Путешествуя по северу Италии, Томас Кориэт дольше всего задержался в Венеции. В венецианском гетто он опрометчиво затеял с ученым-иудеем диспут, который чуть не окончился для него плачевно, не вмешайся английский посланник в Венеции сэр Генри Уоттон, случайно проплывающий мимо, – еще одна выдающаяся личность в окружении Кориэта и близкий друг Джона Донна. Углубленный сравнительный анализ «Кориэта» и «Венецианского купца» еще предстоит. На этом пока закончим рассуждение о Томасе Кориэте. Книга еще не изучена так, как того заслуживает. И, конечно, надо как можно скорее перевести ее.
Ведь описания Венеции и других городов Италии и Европы сделаны «Шекспиром».
ШЕКСПИРОВЕДЫ БЛИЗКО ПОДОШЛИ К РАЗГАДКЕ
Пропустим три столетия. И обратимся к сочинениям о Шекспире, оставленным веком XX. При том, что Первое Фолио и стратфордский памятник для ортодоксов незыблемы, они довольно близко подошли к разгадке тайны псевдонима.
В шекспировском Лондоне при дворе никакой тайны не было, «Уильям Шекспир» было обычным псевдонимом. Нужен он был изначально для сокрытия от лорда Бэрли, опекуна Ратленда, того прискорбного факта, что юноша, которому по достижении двадцати одного года заседать в парламенте, пишет пьесы для общедоступного театра – рассадника всяческих мерзостей. Иу Бэкона были свои не менее веские причины. По прошествии лет псевдоним сохранился. При жизни Ратленда он, включая инициалы, употреблялся для пьес с 1598 года по 1611, то есть всего тринадцать лет. Из них первые шесть лет псевдонимом подписывались только те пьесы, которые имели близкую по содержанию предшественницу. В первое десятилетие XVII века им пользовался для своих произведений один Бэкон, Ратленд в это время взял новое имя для прозаического сочинения – ничего подобного он ранее не писал. Свои собственные пьесы он также никогда псевдонимом «Уильям Шекспир» не подписывал: он их не издавал.
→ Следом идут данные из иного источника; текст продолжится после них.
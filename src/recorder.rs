use std::fs::{self, File};
use std::io::{BufWriter, Write};
use std::path::{Path, PathBuf};
use std::time::{SystemTime, UNIX_EPOCH};

use log::info;

use crate::drivers::{SamplePacket, SimError, SimResult, StreamDescriptor};

/// Writes drained packets as CSV: one row per sample with its index,
/// timestamp, event code and up to `max_channels` channel values.
pub struct PacketRecorder<W: Write = BufWriter<File>> {
    writer: W,
    num_channels: usize,
    columns: usize,
    rows: u64,
}

impl PacketRecorder {
    /// Creates `<dir>/<stream>_<unix secs>.csv`.
    pub fn create(
        dir: impl AsRef<Path>,
        descriptor: &StreamDescriptor,
        max_channels: usize,
    ) -> SimResult<(Self, PathBuf)> {
        let dir = dir.as_ref();
        fs::create_dir_all(dir)?;
        let stamp = SystemTime::now()
            .duration_since(UNIX_EPOCH)
            .map(|d| d.as_secs())
            .unwrap_or_default();
        let path = dir.join(format!("{}_{}.csv", descriptor.name, stamp));
        let file = File::create(&path)?;
        let recorder = Self::new(
            BufWriter::new(file),
            &descriptor.channel_names(),
            max_channels,
        )?;
        info!("recording {} to {}", descriptor.name, path.display());
        Ok((recorder, path))
    }
}

impl<W: Write> PacketRecorder<W> {
    pub fn new(mut writer: W, channel_names: &[String], max_channels: usize) -> SimResult<Self> {
        let columns = channel_names.len().min(max_channels);
        write!(writer, "sample_index,timestamp,event_code")?;
        for name in &channel_names[..columns] {
            write!(writer, ",{name}")?;
        }
        writeln!(writer)?;
        Ok(Self {
            writer,
            num_channels: channel_names.len(),
            columns,
            rows: 0,
        })
    }

    pub fn write_packet(&mut self, packet: &SamplePacket) -> SimResult<()> {
        if packet.num_channels() != self.num_channels {
            return Err(SimError::ChannelMismatch {
                expected: self.num_channels,
                actual: packet.num_channels(),
            });
        }
        for s in 0..packet.len() {
            write!(
                self.writer,
                "{},{},{}",
                packet.sample_indices[s], packet.timestamps[s], packet.event_codes[s]
            )?;
            if let Some(frame) = packet.frame(s) {
                for value in &frame[..self.columns] {
                    write!(self.writer, ",{value:.3}")?;
                }
            }
            writeln!(self.writer)?;
        }
        self.rows += packet.len() as u64;
        Ok(())
    }

    pub fn rows(&self) -> u64 {
        self.rows
    }

    /// Flushes and hands back the underlying writer.
    pub fn finish(mut self) -> SimResult<W> {
        self.writer.flush()?;
        Ok(self.writer)
    }
}

#[cfg(test)]
mod tests {
    use super::*;
    use crate::drivers::TIMESTAMP_UNSET;

    fn names(n: usize) -> Vec<String> {
        (1..=n).map(|i| format!("CH{i}")).collect()
    }

    #[test]
    fn writes_header_and_one_row_per_sample() {
        let mut recorder = PacketRecorder::new(Vec::new(), &names(3), 2).unwrap();
        let mut packet = SamplePacket::with_capacity(3, 2);
        packet.push_sample(&[1.0, 2.0, 3.0], 0, TIMESTAMP_UNSET, 0);
        packet.push_sample(&[-1.5, 0.25, 9.0], 1, TIMESTAMP_UNSET, 1);
        recorder.write_packet(&packet).unwrap();
        assert_eq!(recorder.rows(), 2);

        let text = String::from_utf8(recorder.finish().unwrap()).unwrap();
        let lines: Vec<&str> = text.lines().collect();
        assert_eq!(lines[0], "sample_index,timestamp,event_code,CH1,CH2");
        assert_eq!(lines[1], "0,-1,0,1.000,2.000");
        assert_eq!(lines[2], "1,-1,1,-1.500,0.250");
    }

    #[test]
    fn rejects_packets_from_another_stream() {
        let mut recorder = PacketRecorder::new(Vec::new(), &names(2), 8).unwrap();
        let mut packet = SamplePacket::with_capacity(4, 1);
        packet.push_sample(&[0.0; 4], 0, TIMESTAMP_UNSET, 0);
        assert!(matches!(
            recorder.write_packet(&packet),
            Err(SimError::ChannelMismatch { expected: 2, actual: 4 })
        ));
    }

    #[test]
    fn create_names_file_after_stream() {
        let dir = std::env::temp_dir().join(format!("neurosim-rec-{}", std::process::id()));
        let descriptor = StreamDescriptor::aux_device(0, 2);
        let (recorder, path) = PacketRecorder::create(&dir, &descriptor, 16).unwrap();
        recorder.finish().unwrap();
        let file_name = path.file_name().unwrap().to_string_lossy().into_owned();
        assert!(file_name.starts_with("Dev0_") && file_name.ends_with(".csv"));
        let header = fs::read_to_string(&path).unwrap();
        assert_eq!(header.trim_end(), "sample_index,timestamp,event_code,CH1,CH2");
        fs::remove_dir_all(&dir).ok();
    }
}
Драматургическое наследие «Шекспира» было действительно огромно, особенно если включить все произведения, носившие это имя и подписанные инициалами. Когда пришло время его издать (к десятилетию смерти Ратленда), было решено собрать под этот псевдоним все ранее публиковавшиеся произведения, которых касалась рука Ратленда [319]. И присовокупить еще шестнадцать пьес, которые написаны одним Ратлендом. Сам он при жизни их не публиковал. Думаю, что это было согласовано с ним незадолго до его смерти.
Миф зародился в Стратфорде; там он окреп, рос, как снежный ком – его подпитывало тщеславие местных почтенных горожан. Затем произошла английская буржуазная революция, закрылись театры, подверглись гонению старые праздники. А после Реставрации, кто был Шекспир, помнили только поэты и ученые старшего поколения, и, конечно, узкий придворный круг, включая короля. Зритель же всей этой истории не знал, равно как и жители Стратфорда, уверенные уже два десятилетия, что великим Шекспиром был их земляк, им это было лестно, в подробности они не вдавались, а украшали и пересказывали сохранившиеся в памяти стариков истории из его жизни. В Лондоне комедии Шекспира ставились, «Лиру» сочинили хороший конец. Общедоступные театры были вновь открыты, но стали более благопристойны, актеры перестали быть париями, и на смену шекспировской пришла развлекательная драматургия. Обновилась и сама публика, оголтелое пуританство во время революционных эксцессов почти изжило себя. Англиканская церковь была значительно более терпима к увеселениям.
319
О степени переработки подробно повествует немецкий историк литературы Гервинус, рассуждая об истори- ческих хрониках. См.: Генрих VI // Шекспир Гервинуса. Перевод с нем. К. Тимофеева. СПб. 1877.